The report [pdf] found there was limited confidence that outsourcing the functions to one provider would deliver value for money. It claimed the business case didn't account for the high cost of transitioning to a new provider.

Similarly, the government would have ended up with a fixed package of services from one vendor and allowed the provider to influence decisions on IT service standards, Labor said. 

Not all services retained

But while CenITex will continue to deliver the secure processing and information management services it currently provides, its collaboration services - desktop and end user devices - alongside network carriage services will be outsourced to the market.

"Some of CenITex’s services require a specialist understanding of the Victorian government, or are not readily available in the market," the report said, specifically referencing secure data processing and storage, specialist infosec services, service desk, field technical support and account management for varied processes.

Others - such as email, infrastructure, management of data networks, and standard data processing and storage - do not need to be tailored to Victorian agencies and can be accessed from the market, according to the report.

"It is important to distinguish those ICT infrastructure services which are ubiquitous business services that any business requires from those that underpin core business systems that meet the specific needs of government agencies," the report stated.

"There are many services now available through external providers that Victorian government could choose to use."

The state's department of premier and cabinet will therefore develop standards, requirements and a sourcing strategy to test the market for workplace collaboration and network management services.

It is aiming to finalise the standards and present a new business case by the fourth quarter of this year.
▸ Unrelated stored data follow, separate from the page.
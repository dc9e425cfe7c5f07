use serde::Deserialize;
use std::time::Duration;
use thiserror::Error;

#[derive(Debug, Error)]
pub enum ConfigError {
    #[error("Configuration build error: {0}")]
    Build(#[from] config::ConfigError),
    #[error("Invalid configuration: {0}")]
    Validation(String),
}

#[derive(Clone, Debug, Deserialize)]
pub struct KeyConfig {
    /// PEM encoded RSA private key (PKCS#8 or PKCS#1).
    pub private_key_path: String,
    /// Published as `kid` in every token header.
    #[serde(default = "default_key_id")]
    pub key_id: String,
}

/// Lifetimes in seconds.
#[derive(Clone, Debug, Deserialize)]
pub struct TtlConfig {
    #[serde(default = "default_consent_ttl")]
    pub consent: u64,
    #[serde(default = "default_auth_code_ttl")]
    pub auth_code: u64,
    #[serde(default = "default_otp_ttl")]
    pub otp: u64,
    #[serde(default = "default_reset_code_ttl")]
    pub reset_code: u64,
    #[serde(default = "default_access_token_ttl")]
    pub access_token: u64,
    #[serde(default = "default_access_token_ttl")]
    pub id_token: u64,
    #[serde(default = "default_refresh_token_ttl")]
    pub refresh_token: u64,
}

impl Default for TtlConfig {
    fn default() -> Self {
        Self {
            consent: default_consent_ttl(),
            auth_code: default_auth_code_ttl(),
            otp: default_otp_ttl(),
            reset_code: default_reset_code_ttl(),
            access_token: default_access_token_ttl(),
            id_token: default_access_token_ttl(),
            refresh_token: default_refresh_token_ttl(),
        }
    }
}

impl TtlConfig {
    pub fn consent(&self) -> Duration {
        Duration::from_secs(self.consent)
    }

    pub fn auth_code(&self) -> Duration {
        Duration::from_secs(self.auth_code)
    }

    pub fn otp(&self) -> Duration {
        Duration::from_secs(self.otp)
    }

    pub fn reset_code(&self) -> Duration {
        Duration::from_secs(self.reset_code)
    }
}

#[derive(Clone, Debug, Deserialize)]
pub struct TimeoutConfig {
    /// Upper bound for every cache, database and outbound HTTP call.
    #[serde(default = "default_external_call_ms")]
    pub external_call_ms: u64,
}

impl Default for TimeoutConfig {
    fn default() -> Self {
        Self {
            external_call_ms: default_external_call_ms(),
        }
    }
}

impl TimeoutConfig {
    pub fn external_call(&self) -> Duration {
        Duration::from_millis(self.external_call_ms)
    }
}

#[derive(Clone, Debug, Deserialize)]
pub struct SmsConfig {
    pub endpoint: String,
    pub api_key: String,
    #[serde(default = "default_sms_sender")]
    pub sender: String,
}

#[derive(Clone, Debug, Deserialize)]
pub struct AppConfig {
    pub database_url: String,
    #[serde(default = "default_listen_addr")]
    pub listen_addr: String,
    /// `iss` of every token and base of the discovery document.
    pub issuer_url: String,
    /// Consent UI; `/authorize` redirects to `{frontend_url}/consent?consentId=`.
    pub frontend_url: String,
    /// Where browser flows land when no client redirect URI can be trusted yet.
    pub error_page_url: String,
    /// Client that tokens from `/login`, `/signup` and `/loginWithIP` are issued to.
    pub first_party_client_id: String,
    pub keys: KeyConfig,
    #[serde(default)]
    pub ttl: TtlConfig,
    #[serde(default)]
    pub timeouts: TimeoutConfig,
    pub sms: SmsConfig,
    /// Scope granted to tokens minted after a federated or first-party login.
    #[serde(default = "default_first_party_scope")]
    pub first_party_scope: String,
}

fn default_key_id() -> String {
    "sso-signing-key-1".to_string()
}

fn default_consent_ttl() -> u64 {
    600
}

fn default_auth_code_ttl() -> u64 {
    300
}

fn default_otp_ttl() -> u64 {
    300
}

fn default_reset_code_ttl() -> u64 {
    900
}

fn default_access_token_ttl() -> u64 {
    900 // 15 minutes
}

fn default_refresh_token_ttl() -> u64 {
    86400 * 30
}

fn default_external_call_ms() -> u64 {
    5000
}

fn default_sms_sender() -> String {
    "SSO".to_string()
}

fn default_listen_addr() -> String {
    "0.0.0.0:8080".to_string()
}

fn default_first_party_scope() -> String {
    "openid profile email phone".to_string()
}

impl AppConfig {
    /// Rejects configurations the server cannot run with.
    pub fn validate(&self) -> Result<(), ConfigError> {
        if self.keys.private_key_path.trim().is_empty() {
            return Err(ConfigError::Validation(
                "keys.private_key_path must be set".into(),
            ));
        }
        if self.first_party_client_id.trim().is_empty() {
            return Err(ConfigError::Validation(
                "first_party_client_id must be set".into(),
            ));
        }
        for (name, url) in [
            ("issuer_url", &self.issuer_url),
            ("frontend_url", &self.frontend_url),
            ("error_page_url", &self.error_page_url),
            ("sms.endpoint", &self.sms.endpoint),
        ] {
            url::Url::parse(url)
                .map_err(|e| ConfigError::Validation(format!("{name} is not a valid URL: {e}")))?;
        }
        let ttl = &self.ttl;
        if [
            ttl.consent,
            ttl.auth_code,
            ttl.otp,
            ttl.reset_code,
            ttl.access_token,
            ttl.id_token,
            ttl.refresh_token,
        ]
        .contains(&0)
        {
            return Err(ConfigError::Validation("ttl values must be > 0".into()));
        }
        if self.timeouts.external_call_ms == 0 {
            return Err(ConfigError::Validation(
                "timeouts.external_call_ms must be > 0".into(),
            ));
        }
        Ok(())
    }
}

/// Load application configuration from `config.yaml` + environment overrides.
///
/// Any variable matching the key path separated by double underscores
/// (e.g. `TTL__CONSENT`) overrides the file value.
pub fn load_config() -> Result<AppConfig, ConfigError> {
    load_config_from("config.yaml")
}

pub fn load_config_from(path: &str) -> Result<AppConfig, ConfigError> {
    use config::{Config, Environment, File};
    let cfg = Config::builder()
        .add_source(File::with_name(path))
        .add_source(Environment::default().separator("__"))
        .build()?;

    let app: AppConfig = cfg.try_deserialize()?;
    app.validate()?;
    Ok(app)
}

/// Convenience helper for binaries wanting panic-on-error behaviour.
pub fn load_config_or_panic() -> AppConfig {
    match load_config() {
        Ok(c) => c,
        Err(e) => panic!("Failed to load configuration: {e}"),
    }
}

#[cfg(test)]
mod tests {
    use super::*;

    const YAML: &str = r#"
database_url: "sqlite::memory:"
issuer_url: "https://sso.example.com"
frontend_url: "https://accounts.example.com"
error_page_url: "https://accounts.example.com/error"
first_party_client_id: "sso-web"
keys:
  private_key_path: "/etc/sso/signing.pem"
sms:
  endpoint: "https://sms.example.com/send"
  api_key: "key"
"#;

    fn parse(yaml: &str) -> AppConfig {
        config::Config::builder()
            .add_source(config::File::from_str(yaml, config::FileFormat::Yaml))
            .build()
            .unwrap()
            .try_deserialize()
            .unwrap()
    }

    #[test]
    fn defaults_are_applied() {
        let cfg = parse(YAML);
        assert_eq!(cfg.ttl.access_token, 900);
        assert_eq!(cfg.ttl.auth_code, 300);
        assert_eq!(cfg.keys.key_id, "sso-signing-key-1");
        assert_eq!(cfg.listen_addr, "0.0.0.0:8080");
        assert!(cfg.validate().is_ok());
    }

    #[test]
    fn zero_ttl_is_rejected() {
        let mut cfg = parse(YAML);
        cfg.ttl.otp = 0;
        assert!(matches!(cfg.validate(), Err(ConfigError::Validation(_))));
    }

    #[test]
    fn bad_url_is_rejected() {
        let mut cfg = parse(YAML);
        cfg.error_page_url = "not a url".into();
        let err = cfg.validate().unwrap_err();
        assert!(err.to_string().contains("error_page_url"));
    }
}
CenITex CEO Michael Vanderheide told staff today he welcomed the certainity they agency now had for its future.

"Due in no small part to your hard work and professionalism over the past two years, we head into that future from a solid base," he said in a memo, sighted by iTnews.

"We will end the year in profit and with a strong balance sheet. We are budgeting to continue to be in surplus in the coming year, which will enable us to reduce prices. Customer project demand is higher than budget, we're meeting service levels and our attrition rate remains at historically low levels.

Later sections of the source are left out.